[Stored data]
* * *

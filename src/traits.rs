//! Trait definitions
use crate::error::NumericalError;
use crate::io::dump::DumpValue;
use crate::misc::cmp_lex;
use rand::Rng;
use std::cmp::Ordering;
use std::fmt::Debug;
use std::str::FromStr;

/// Responsibility-weighted sufficient statistic for one mixture component.
///
/// Every observation contributes with weight `gamma[k]`, its responsibility
/// under the component the statistic belongs to. Statistics computed on
/// disjoint sets of observations combine with `merge`, which is how
/// per-group partial sums are reduced into a global statistic.
///
/// # Example
///
/// ```
/// use pmm::data::PoissonWeightedStat;
/// use pmm::traits::WeightedStat;
///
/// let mut a = PoissonWeightedStat::new(1);
/// a.observe(&[4], 0.5);
///
/// let mut b = PoissonWeightedStat::new(1);
/// b.observe(&[2], 1.0);
///
/// a.merge(b);
/// assert_eq!(a.weight(), 1.5);
/// assert_eq!(a.weighted_sum(), &[4.0]);
/// ```
pub trait WeightedStat: Clone + Debug + Send {
    type Datum;

    /// Sum of all observation weights
    fn weight(&self) -> f64;

    /// Assimilate the datum `x` with weight `w`
    fn observe(&mut self, x: &[Self::Datum], w: f64);

    /// Absorb a statistic computed over a disjoint set of observations
    fn merge(&mut self, other: Self);
}

/// A family of component distributions that can be plugged into
/// [`MixtureModel`](crate::model::MixtureModel).
///
/// The engine only ever talks to its components through this trait: it
/// asks for densities during the E-step, feeds weighted observations into
/// [`WeightedStat`]s during the M-step, and asks the family for the closed
/// form parameter update.
pub trait ComponentFamily: Send + Sync {
    /// The raw type of one dimension of an observation
    type Datum: DumpValue + FromStr + Copy + Debug + PartialEq + Send + Sync;
    /// The parameters of one component
    type Params: AsRef<[f64]> + Clone + Debug + PartialEq + Send + Sync;
    /// The statistic the parameter update is computed from
    type Stat: WeightedStat<Datum = Self::Datum>;

    /// Short name of the family, used in reports
    fn name(&self) -> &str;

    /// Draw the initial parameters of one `d`-dimensional component
    fn init_params<R: Rng>(&self, d: usize, rng: &mut R) -> Self::Params;

    /// Check externally supplied parameters of a `d`-dimensional component
    fn validate_params(
        &self,
        params: &Self::Params,
        d: usize,
    ) -> Result<(), String>;

    /// Returns `true` if `x` is a valid observation for this family
    fn supports(&self, x: &[Self::Datum]) -> bool;

    /// Log density of `x` under a component with parameters `params`
    fn ln_f(&self, x: &[Self::Datum], params: &Self::Params) -> f64;

    /// Density of `x` under a component with parameters `params`.
    ///
    /// Never negative; underflows to zero for implausible combinations.
    fn f(&self, x: &[Self::Datum], params: &Self::Params) -> f64 {
        self.ln_f(x, params).exp()
    }

    /// An empty statistic for `d`-dimensional observations
    fn empty_stat(&self, d: usize) -> Self::Stat;

    /// Closed form parameter update of component `component` from its
    /// accumulated statistic
    fn update_params(
        &self,
        component: usize,
        stat: &Self::Stat,
    ) -> Result<Self::Params, NumericalError>;

    /// Number of free parameters used by the AIC penalty
    fn n_free_params(&self, n_groups: usize, d: usize, k: usize) -> f64;

    /// Order in which components are reported
    fn cmp_params(&self, a: &Self::Params, b: &Self::Params) -> Ordering {
        cmp_lex(a.as_ref(), b.as_ref())
    }
}
//! Numerical constants and defaults

/// Lower bound (inclusive) of the uniform range initial rates are drawn from
pub const INIT_RATE_LOWER: f64 = 0.0;
/// Upper bound (exclusive) of the uniform range initial rates are drawn from
pub const INIT_RATE_UPPER: f64 = 100.0;

/// Relative log-likelihood change below which an iteration counts as
/// converged
pub const CONVERGENCE_TOL: f64 = 1E-3;
/// Number of consecutive converged iterations required to stop
pub const CONVERGENCE_PATIENCE: usize = 3;

/// Default number of mixture components
pub const DEFAULT_K: usize = 4;
/// Default data dimension
pub const DEFAULT_D: usize = 1;
/// Default maximum number of EM iterations
pub const DEFAULT_MAX_ITER: usize = 20;
/// Default minimum number of observations a group must hold
pub const DEFAULT_MIN_GROUP_SIZE: usize = 1;

/// Width in bytes of every size field in the binary dump
pub const DUMP_SIZE_WIDTH: usize = 8;
//! Numerical helpers
mod func;

pub use func::*;
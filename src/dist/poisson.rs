//! Poisson distribution on counts and the product-of-Poissons component
//! family
use crate::consts::{INIT_RATE_LOWER, INIT_RATE_UPPER};
use crate::data::PoissonWeightedStat;
use crate::error::NumericalError;
use crate::misc::{finite_positive, vec_to_string};
use crate::traits::{ComponentFamily, WeightedStat};
use rand::Rng;
use special::Gamma as _;
use std::fmt;
use thiserror::Error;

/// [Poisson distribution](https://en.wikipedia.org/wiki/Poisson_distribution)
/// over x in {0, 1, ... }.
///
/// # Example
///
/// ```
/// use pmm::dist::Poisson;
///
/// let pois = Poisson::new(5.3).unwrap();
/// assert!((pois.ln_f(5) + 1.7489576399916658).abs() < 1E-12);
/// ```
#[derive(Debug, Clone, Copy, PartialEq, PartialOrd)]
pub struct Poisson {
    rate: f64,
}

#[derive(Debug, Clone, Copy, PartialEq, Error)]
pub enum PoissonError {
    /// The rate parameter is less than or equal to zero
    #[error("rate ({rate}) must be greater than zero")]
    RateTooLow { rate: f64 },
    /// The rate parameter is infinite or NaN
    #[error("non-finite rate: {rate}")]
    RateNotFinite { rate: f64 },
}

impl Poisson {
    /// Create a new Poisson distribution with given rate
    pub fn new(rate: f64) -> Result<Self, PoissonError> {
        if rate <= 0.0 {
            Err(PoissonError::RateTooLow { rate })
        } else if !rate.is_finite() {
            Err(PoissonError::RateNotFinite { rate })
        } else {
            Ok(Poisson { rate })
        }
    }

    /// Creates a new Poisson without checking whether the parameter is valid.
    #[inline]
    pub fn new_unchecked(rate: f64) -> Self {
        Poisson { rate }
    }

    /// Get the rate parameter
    #[inline]
    pub fn rate(&self) -> f64 {
        self.rate
    }

    /// Log probability mass at `x`.
    ///
    /// Negative counts are outside the support and have zero mass. A zero
    /// count has log mass `-rate` even at a zero rate.
    pub fn ln_f(&self, x: i32) -> f64 {
        if x < 0 {
            f64::NEG_INFINITY
        } else if x == 0 {
            -self.rate
        } else {
            let kf = f64::from(x);
            kf * self.rate.ln() - self.rate - (kf + 1.0).ln_gamma().0
        }
    }

    /// Probability mass at `x`
    #[inline]
    pub fn f(&self, x: i32) -> f64 {
        self.ln_f(x).exp()
    }
}

impl fmt::Display for Poisson {
    fn fmt(&self, f: &mut fmt::Formatter<'_>) -> fmt::Result {
        write!(f, "Poisson(λ: {})", self.rate)
    }
}

/// Per-dimension rates of one product-of-Poissons component
#[derive(Debug, Clone, PartialEq)]
pub struct PoissonRates(Vec<f64>);

impl PoissonRates {
    pub fn new(rates: Vec<f64>) -> Self {
        PoissonRates(rates)
    }

    #[inline]
    pub fn rates(&self) -> &[f64] {
        &self.0
    }

    /// The rate of each dimension as a [`Poisson`]
    pub fn dists(&self) -> impl Iterator<Item = Poisson> + '_ {
        self.0.iter().map(|&rate| Poisson::new_unchecked(rate))
    }
}

impl AsRef<[f64]> for PoissonRates {
    fn as_ref(&self) -> &[f64] {
        &self.0
    }
}

impl From<Vec<f64>> for PoissonRates {
    fn from(rates: Vec<f64>) -> Self {
        PoissonRates(rates)
    }
}

impl fmt::Display for PoissonRates {
    fn fmt(&self, f: &mut fmt::Formatter<'_>) -> fmt::Result {
        write!(f, "λ: {}", vec_to_string(&self.0, 8))
    }
}

/// Components whose dimensions are independent Poisson counts.
///
/// The density of an observation is the product over dimensions of the
/// Poisson mass of each count given that dimension's rate. The M-step
/// update of a rate is the responsibility-weighted mean of its counts.
///
/// # Example
///
/// ```
/// use pmm::dist::{PoissonFamily, PoissonRates};
/// use pmm::traits::ComponentFamily;
///
/// let family = PoissonFamily::new();
/// let rates = PoissonRates::new(vec![2.0, 10.0]);
///
/// // Independent dimensions multiply
/// let f = family.f(&[1, 12], &rates);
/// let expected = (2.0 * (-2.0_f64).exp())
///     * (10.0_f64.powi(12) * (-10.0_f64).exp() / 479_001_600.0);
/// assert!((f - expected).abs() < 1E-12);
///
/// // one mixing weight per group and one rate per dimension, per component
/// assert_eq!(family.n_free_params(3, 2, 4), 20.0);
/// ```
#[derive(Debug, Clone, Copy, Default, PartialEq)]
pub struct PoissonFamily;

impl PoissonFamily {
    pub fn new() -> Self {
        PoissonFamily
    }
}

impl ComponentFamily for PoissonFamily {
    type Datum = i32;
    type Params = PoissonRates;
    type Stat = PoissonWeightedStat;

    fn name(&self) -> &str {
        "Poisson"
    }

    fn init_params<R: Rng>(&self, d: usize, rng: &mut R) -> PoissonRates {
        (0..d)
            .map(|_| rng.gen_range(INIT_RATE_LOWER..INIT_RATE_UPPER))
            .collect::<Vec<f64>>()
            .into()
    }

    fn validate_params(
        &self,
        params: &PoissonRates,
        d: usize,
    ) -> Result<(), String> {
        if params.rates().len() != d {
            return Err(format!(
                "expected {} rates, got {}",
                d,
                params.rates().len()
            ));
        }
        match params
            .rates()
            .iter()
            .find(|rate| !(rate.is_finite() && **rate >= 0.0))
        {
            Some(rate) => Err(format!("invalid rate: {}", rate)),
            None => Ok(()),
        }
    }

    fn supports(&self, x: &[i32]) -> bool {
        x.iter().all(|&xd| xd >= 0)
    }

    fn ln_f(&self, x: &[i32], params: &PoissonRates) -> f64 {
        params
            .dists()
            .zip(x.iter())
            .map(|(pois, &xd)| pois.ln_f(xd))
            .sum()
    }

    fn empty_stat(&self, d: usize) -> PoissonWeightedStat {
        PoissonWeightedStat::new(d)
    }

    fn update_params(
        &self,
        component: usize,
        stat: &PoissonWeightedStat,
    ) -> Result<PoissonRates, NumericalError> {
        let denom = stat.weight();
        stat.weighted_sum()
            .iter()
            .enumerate()
            .map(|(dim, &sum)| {
                let num = finite_positive(sum).ok_or(
                    NumericalError::NonFiniteParameter {
                        component,
                        dim,
                        value: sum,
                    },
                )?;
                let rate = num / denom;
                if rate.is_finite() {
                    Ok(rate)
                } else {
                    Err(NumericalError::NonFiniteRate {
                        component,
                        dim,
                        value: rate,
                    })
                }
            })
            .collect::<Result<Vec<f64>, NumericalError>>()
            .map(PoissonRates)
    }

    fn n_free_params(&self, n_groups: usize, d: usize, k: usize) -> f64 {
        ((n_groups + d) * k) as f64
    }
}
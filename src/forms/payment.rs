//! Paying (part of) a due.

use super::{Check, FieldKind, FieldRule, FieldSpec, FormModal, FormSnapshot, RuleSet, ValidationErrors};
use crate::models::{Due, PaymentMethod, PaymentRequest};

pub const TITLE: &str = "Make Payment";

pub const PAYMENT_METHODS: &[&str] = &["upi", "bank_transfer", "cash", "cheque"];

pub const FIELDS: &[FieldSpec] = &[
    FieldSpec::new("amount", "Amount (₹)", FieldKind::Number),
    FieldSpec::new("payment_method", "Payment Method", FieldKind::Choice(PAYMENT_METHODS)),
    FieldSpec::new("reference_id", "Reference ID (optional)", FieldKind::Text),
];

pub fn rules() -> RuleSet {
    RuleSet::new(vec![
        FieldRule::new("due").required("Select a due to pay"),
        FieldRule::new("amount")
            .required("Amount is required")
            .min(0.01, "Amount must be at least 0.01"),
        FieldRule::new("payment_method")
            .required("Payment method is required")
            .check(Check::OneOf(PAYMENT_METHODS), "Select a valid payment method"),
    ])
}

pub fn modal() -> FormModal {
    FormModal::new(
        TITLE,
        FIELDS,
        rules(),
        FormSnapshot::new().with("payment_method", "upi"),
    )
}

/// Opens against `due` with its full amount suggested.
pub fn prefill(due: &Due) -> FormSnapshot {
    FormSnapshot::new()
        .with("due", due.id.clone())
        .with("amount", format!("{:.2}", due.amount))
}

/// The due id and the request body.
pub fn build(values: &FormSnapshot) -> Result<(String, PaymentRequest), ValidationErrors> {
    let mut errors = ValidationErrors::default();
    let amount = values.parse::<f64>("amount", &mut errors, "Amount must be a number");
    let method = PaymentMethod::parse(values.get("payment_method").trim());
    if method.is_none() {
        errors.insert("payment_method", "Select a valid payment method");
    }

    match (amount, method) {
        (Some(amount), Some(payment_method)) if errors.is_empty() => Ok((
            values.get("due").trim().to_string(),
            PaymentRequest {
                amount,
                payment_method,
                reference_id: values.optional("reference_id").map(str::to_owned),
            },
        )),
        _ => Err(errors),
    }
}
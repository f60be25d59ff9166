//! Retailer credit position: utilization gauge, limit, score and history sparkline

use crate::dashboard::view::{CreditHealth, Utilization, format_optional_inr};
use crate::models::{CreditAssessmentStatus, CreditPoint, DashboardStats};
use ratatui::Frame;
use ratatui::layout::{Constraint, Direction, Layout, Rect};
use ratatui::prelude::{Color, Modifier, Style};
use ratatui::text::{Line, Span};
use ratatui::widgets::{Block, BorderType, Borders, Gauge, Paragraph, Sparkline};

use super::super::utils::skeleton_lines;

pub struct CreditStatusProps<'a> {
    pub stats: Option<&'a DashboardStats>,
    pub utilization: Option<Utilization>,
    pub assessment: Option<&'a CreditAssessmentStatus>,
    pub history: &'a [CreditPoint],
}

pub fn render_credit_status(f: &mut Frame, area: Rect, props: &CreditStatusProps, is_loading: bool) {
    let block = Block::default()
        .title("CREDIT STATUS")
        .borders(Borders::ALL)
        .border_type(BorderType::Rounded)
        .border_style(Style::default().fg(Color::Cyan));

    if is_loading {
        f.render_widget(Paragraph::new(skeleton_lines(area.width)).block(block), area);
        return;
    }

    let inner = block.inner(area);
    f.render_widget(block, area);

    let chunks = Layout::default()
        .direction(Direction::Vertical)
        .constraints([
            Constraint::Length(3),
            Constraint::Length(3),
            Constraint::Fill(1),
        ])
        .split(inner);

    let gauge = match props.utilization {
        Some(utilization) => {
            let color = match utilization.health {
                CreditHealth::Critical => Color::LightRed,
                CreditHealth::Healthy => Color::LightGreen,
            };
            Gauge::default()
                .gauge_style(Style::default().fg(color).add_modifier(Modifier::BOLD))
                .ratio(utilization.ratio())
                .label(format!("Utilization {}", utilization.label()))
        }
        None => Gauge::default()
            .gauge_style(Style::default().fg(Color::DarkGray))
            .ratio(0.0)
            .label("Utilization N/A"),
    };
    f.render_widget(
        gauge.block(Block::default().borders(Borders::BOTTOM)),
        chunks[0],
    );

    let stats = props.stats.cloned().unwrap_or_default();
    let score = stats
        .credit_score
        .or(props.assessment.and_then(|a| a.credit_score))
        .map(|s| s.to_string())
        .unwrap_or_else(|| "N/A".to_string());
    let assessment = props
        .assessment
        .map(|a| a.status.to_string())
        .unwrap_or_else(|| "unknown".to_string());
    let details = vec![
        Line::from(vec![
            Span::styled("Available: ", Style::default().fg(Color::Gray)),
            Span::raw(format_optional_inr(stats.available_credit)),
            Span::styled("  Limit: ", Style::default().fg(Color::Gray)),
            Span::raw(format_optional_inr(stats.credit_limit)),
        ]),
        Line::from(vec![
            Span::styled("Score: ", Style::default().fg(Color::Gray)),
            Span::styled(score, Style::default().fg(Color::LightYellow)),
            Span::styled("  Assessment: ", Style::default().fg(Color::Gray)),
            Span::raw(assessment),
        ]),
    ];
    f.render_widget(Paragraph::new(details), chunks[1]);

    let bars: Vec<u64> = props
        .history
        .iter()
        .map(|p| p.amount.max(0.0).round() as u64)
        .collect();
    let sparkline = Sparkline::default()
        .block(Block::default().title("Credit history"))
        .style(Style::default().fg(Color::LightBlue))
        .data(&bars);
    f.render_widget(sparkline, chunks[2]);
}
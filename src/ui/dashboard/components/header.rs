//! Dashboard header component
//!
//! Renders the title and, on supplier pages, the tab bar

use super::super::state::{DashboardState, Page};
use crate::dashboard::SupplierTab;

use ratatui::Frame;
use ratatui::layout::{Alignment, Constraint, Direction, Layout};
use ratatui::prelude::{Color, Modifier, Style};
use ratatui::text::{Line, Span};
use ratatui::widgets::{Block, BorderType, Borders, Paragraph, Tabs};

/// Render header with title, signed-in business and tabs.
pub fn render_header(f: &mut Frame, area: ratatui::layout::Rect, state: &DashboardState) {
    let header_chunks = Layout::default()
        .direction(Direction::Vertical)
        .constraints([Constraint::Length(2), Constraint::Length(2)])
        .split(area);

    let title_text = format!("CREDITLINE v{}", env!("CARGO_PKG_VERSION"));
    let title = Paragraph::new(title_text)
        .alignment(Alignment::Center)
        .style(
            Style::default()
                .fg(Color::Cyan)
                .add_modifier(Modifier::BOLD),
        )
        .block(
            Block::default()
                .borders(Borders::BOTTOM)
                .border_type(BorderType::Thick),
        );
    f.render_widget(title, header_chunks[0]);

    let info_chunks = Layout::default()
        .direction(Direction::Horizontal)
        .constraints([Constraint::Percentage(50), Constraint::Percentage(50)])
        .split(header_chunks[1]);

    let who = Line::from(vec![
        Span::styled(
            state.display_name().to_string(),
            Style::default()
                .fg(Color::LightYellow)
                .add_modifier(Modifier::BOLD),
        ),
        Span::styled(
            format!("  {}  {}", state.identity.role, state.environment),
            Style::default().fg(Color::Gray),
        ),
    ]);
    f.render_widget(Paragraph::new(who), info_chunks[0]);

    if let Page::Supplier(page) = &state.page {
        let selected = match page.tab() {
            SupplierTab::Overview => 0,
            SupplierTab::Retailers => 1,
        };
        let tabs = Tabs::new(vec![
            SupplierTab::Overview.to_string(),
            SupplierTab::Retailers.to_string(),
        ])
        .select(selected)
        .style(Style::default().fg(Color::DarkGray))
        .highlight_style(
            Style::default()
                .fg(Color::Cyan)
                .add_modifier(Modifier::BOLD),
        );
        f.render_widget(tabs, info_chunks[1]);
    }
}
//! Page-level error banner

use ratatui::Frame;
use ratatui::layout::Rect;
use ratatui::prelude::{Color, Modifier, Style};
use ratatui::widgets::{Block, BorderType, Borders, Paragraph, Wrap};

pub fn render_banner(f: &mut Frame, area: Rect, message: &str) {
    let banner = Paragraph::new(message.to_string())
        .style(
            Style::default()
                .fg(Color::LightRed)
                .add_modifier(Modifier::BOLD),
        )
        .wrap(Wrap { trim: true })
        .block(
            Block::default()
                .borders(Borders::ALL)
                .border_type(BorderType::Rounded)
                .border_style(Style::default().fg(Color::Red)),
        );
    f.render_widget(banner, area);
}
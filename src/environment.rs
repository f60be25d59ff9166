use std::fmt::{Debug, Display, Formatter};
use std::str::FromStr;

/// Represents the different deployment environments available for the CLI.
#[derive(Clone, Default, PartialEq, Eq)]
pub enum Environment {
    /// Local development backend.
    Local,
    /// Staging backend for pre-production testing.
    Staging,
    /// Production backend.
    #[default]
    Production,
    /// A backend at an explicit URL, e.g. from `--api-url` or the config file.
    Custom { api_url: String },
}

impl Environment {
    /// Returns the REST API base URL associated with the environment.
    pub fn api_url(&self) -> String {
        match self {
            Environment::Local => "http://localhost:8000/api".to_string(),
            Environment::Staging => "https://staging.api.creditline.in/api".to_string(),
            Environment::Production => "https://api.creditline.in/api".to_string(),
            Environment::Custom { api_url } => api_url.clone(),
        }
    }

    /// Reads `CREDITLINE_ENVIRONMENT`, falling back to the default environment.
    pub fn from_env() -> Self {
        std::env::var("CREDITLINE_ENVIRONMENT")
            .unwrap_or_default()
            .parse::<Environment>()
            .unwrap_or_default()
    }
}

impl FromStr for Environment {
    type Err = ();

    fn from_str(s: &str) -> Result<Self, Self::Err> {
        match s.to_lowercase().as_str() {
            "local" => Ok(Environment::Local),
            "staging" => Ok(Environment::Staging),
            "production" | "prod" => Ok(Environment::Production),
            _ => Err(()),
        }
    }
}

impl Display for Environment {
    fn fmt(&self, f: &mut Formatter<'_>) -> std::fmt::Result {
        match self {
            Environment::Local => write!(f, "Local"),
            Environment::Staging => write!(f, "Staging"),
            Environment::Production => write!(f, "Production"),
            Environment::Custom { .. } => write!(f, "Custom"),
        }
    }
}

impl Debug for Environment {
    fn fmt(&self, f: &mut Formatter<'_>) -> std::fmt::Result {
        write!(f, "Environment::{}, URL: {}", self, self.api_url())
    }
}
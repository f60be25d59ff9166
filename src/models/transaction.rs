use super::party::PartyRef;
use super::wire;
use chrono::NaiveDate;
use serde::{Deserialize, Serialize};
use std::path::PathBuf;

/// Status shared by transactions and payments.
#[derive(Debug, Copy, Clone, PartialEq, Eq, Serialize, Deserialize, strum::Display)]
#[serde(rename_all = "lowercase")]
#[strum(serialize_all = "lowercase")]
pub enum TransactionStatus {
    Pending,
    Completed,
    Failed,
}

#[derive(Debug, Clone, PartialEq, Serialize, Deserialize)]
pub struct Transaction {
    #[serde(deserialize_with = "wire::id")]
    pub id: String,
    pub supplier: PartyRef,
    pub retailer: PartyRef,
    #[serde(deserialize_with = "wire::amount")]
    pub amount: f64,
    #[serde(default)]
    pub description: String,
    pub status: TransactionStatus,
    #[serde(default)]
    pub created_at: Option<String>,
    #[serde(default)]
    pub updated_at: Option<String>,
    #[serde(default)]
    pub due_date: Option<NaiveDate>,
    #[serde(default)]
    pub invoice_number: Option<String>,
    #[serde(default)]
    pub supplier_name: Option<String>,
    #[serde(default)]
    pub retailer_name: Option<String>,
}

impl Transaction {
    /// Name of the counterparty as seen by `viewer_is_supplier`.
    pub fn counterparty_name(&self, viewer_is_supplier: bool) -> &str {
        if viewer_is_supplier {
            self.retailer
                .business_name()
                .or(self.retailer_name.as_deref())
                .unwrap_or_else(|| self.retailer.id())
        } else {
            self.supplier
                .business_name()
                .or(self.supplier_name.as_deref())
                .unwrap_or_else(|| self.supplier.id())
        }
    }

    /// Calendar date part of `created_at`, if it has one.
    pub fn created_on(&self) -> Option<&str> {
        self.created_at.as_deref().and_then(|ts| ts.get(0..10))
    }
}

/// Fields of the multipart `POST /transactions/` upload.
#[derive(Debug, Clone, PartialEq)]
pub struct NewTransaction {
    pub retailer_id: String,
    pub amount: f64,
    pub description: String,
    pub invoice_number: Option<String>,
    pub due_date: NaiveDate,
    pub invoice_file: Option<PathBuf>,
}

impl NewTransaction {
    /// Text parts of the form, in the field names the backend expects.
    pub fn text_fields(&self) -> Vec<(&'static str, String)> {
        let mut fields = vec![
            ("retailerId", self.retailer_id.clone()),
            ("amount", self.amount.to_string()),
            ("description", self.description.clone()),
        ];
        if let Some(invoice_number) = &self.invoice_number {
            fields.push(("invoiceNumber", invoice_number.clone()));
        }
        fields.push((
            "dueDate",
            self.due_date.format("%Y-%m-%dT00:00:00.000Z").to_string(),
        ));
        fields
    }
}
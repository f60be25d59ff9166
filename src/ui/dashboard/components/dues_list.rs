//! Supplier's list of dues

use super::super::utils::{due_status_color, skeleton_lines};
use crate::dashboard::view::format_inr;
use crate::models::Due;
use ratatui::Frame;
use ratatui::layout::{Constraint, Rect};
use ratatui::prelude::{Color, Modifier, Style};
use ratatui::widgets::{Block, BorderType, Borders, Cell, Paragraph, Row, Table, TableState};

pub fn render_dues_list(
    f: &mut Frame,
    area: Rect,
    dues: &[Due],
    selected: Option<usize>,
    is_loading: bool,
) {
    let block = Block::default()
        .title(format!("DUES ({})", if is_loading { 0 } else { dues.len() }))
        .borders(Borders::ALL)
        .border_type(BorderType::Rounded)
        .border_style(Style::default().fg(Color::Cyan));

    if is_loading {
        f.render_widget(Paragraph::new(skeleton_lines(area.width)).block(block), area);
        return;
    }
    if dues.is_empty() {
        f.render_widget(Paragraph::new("No dues yet.").block(block), area);
        return;
    }

    let rows = dues.iter().map(|due| {
        Row::new(vec![
            Cell::from(due.retailer_display_name().to_string()),
            Cell::from(format_inr(due.amount)),
            Cell::from(due.due_date.format("%Y-%m-%d").to_string()),
            Cell::from(due.status.label()).style(Style::default().fg(due_status_color(due.status))),
            Cell::from(due.retailer_contact().unwrap_or("-").to_string()),
        ])
    });
    let table = Table::new(
        rows,
        [
            Constraint::Fill(2),
            Constraint::Length(16),
            Constraint::Length(11),
            Constraint::Length(8),
            Constraint::Length(12),
        ],
    )
    .header(
        Row::new(vec!["Retailer", "Amount", "Due date", "Status", "Contact"])
            .style(Style::default().fg(Color::Gray).add_modifier(Modifier::BOLD)),
    )
    .row_highlight_style(Style::default().bg(Color::DarkGray))
    .block(block);

    let mut table_state = TableState::default().with_selected(selected);
    f.render_stateful_widget(table, area, &mut table_state);
}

* * *

**WHAT TO DO:** Across the records above, show each line containing the word "drawn".

**WRITTEN ANSWER:**
/// Lower bound (inclusive) of the uniform range initial rates are drawn from
/// Upper bound (exclusive) of the uniform range initial rates are drawn from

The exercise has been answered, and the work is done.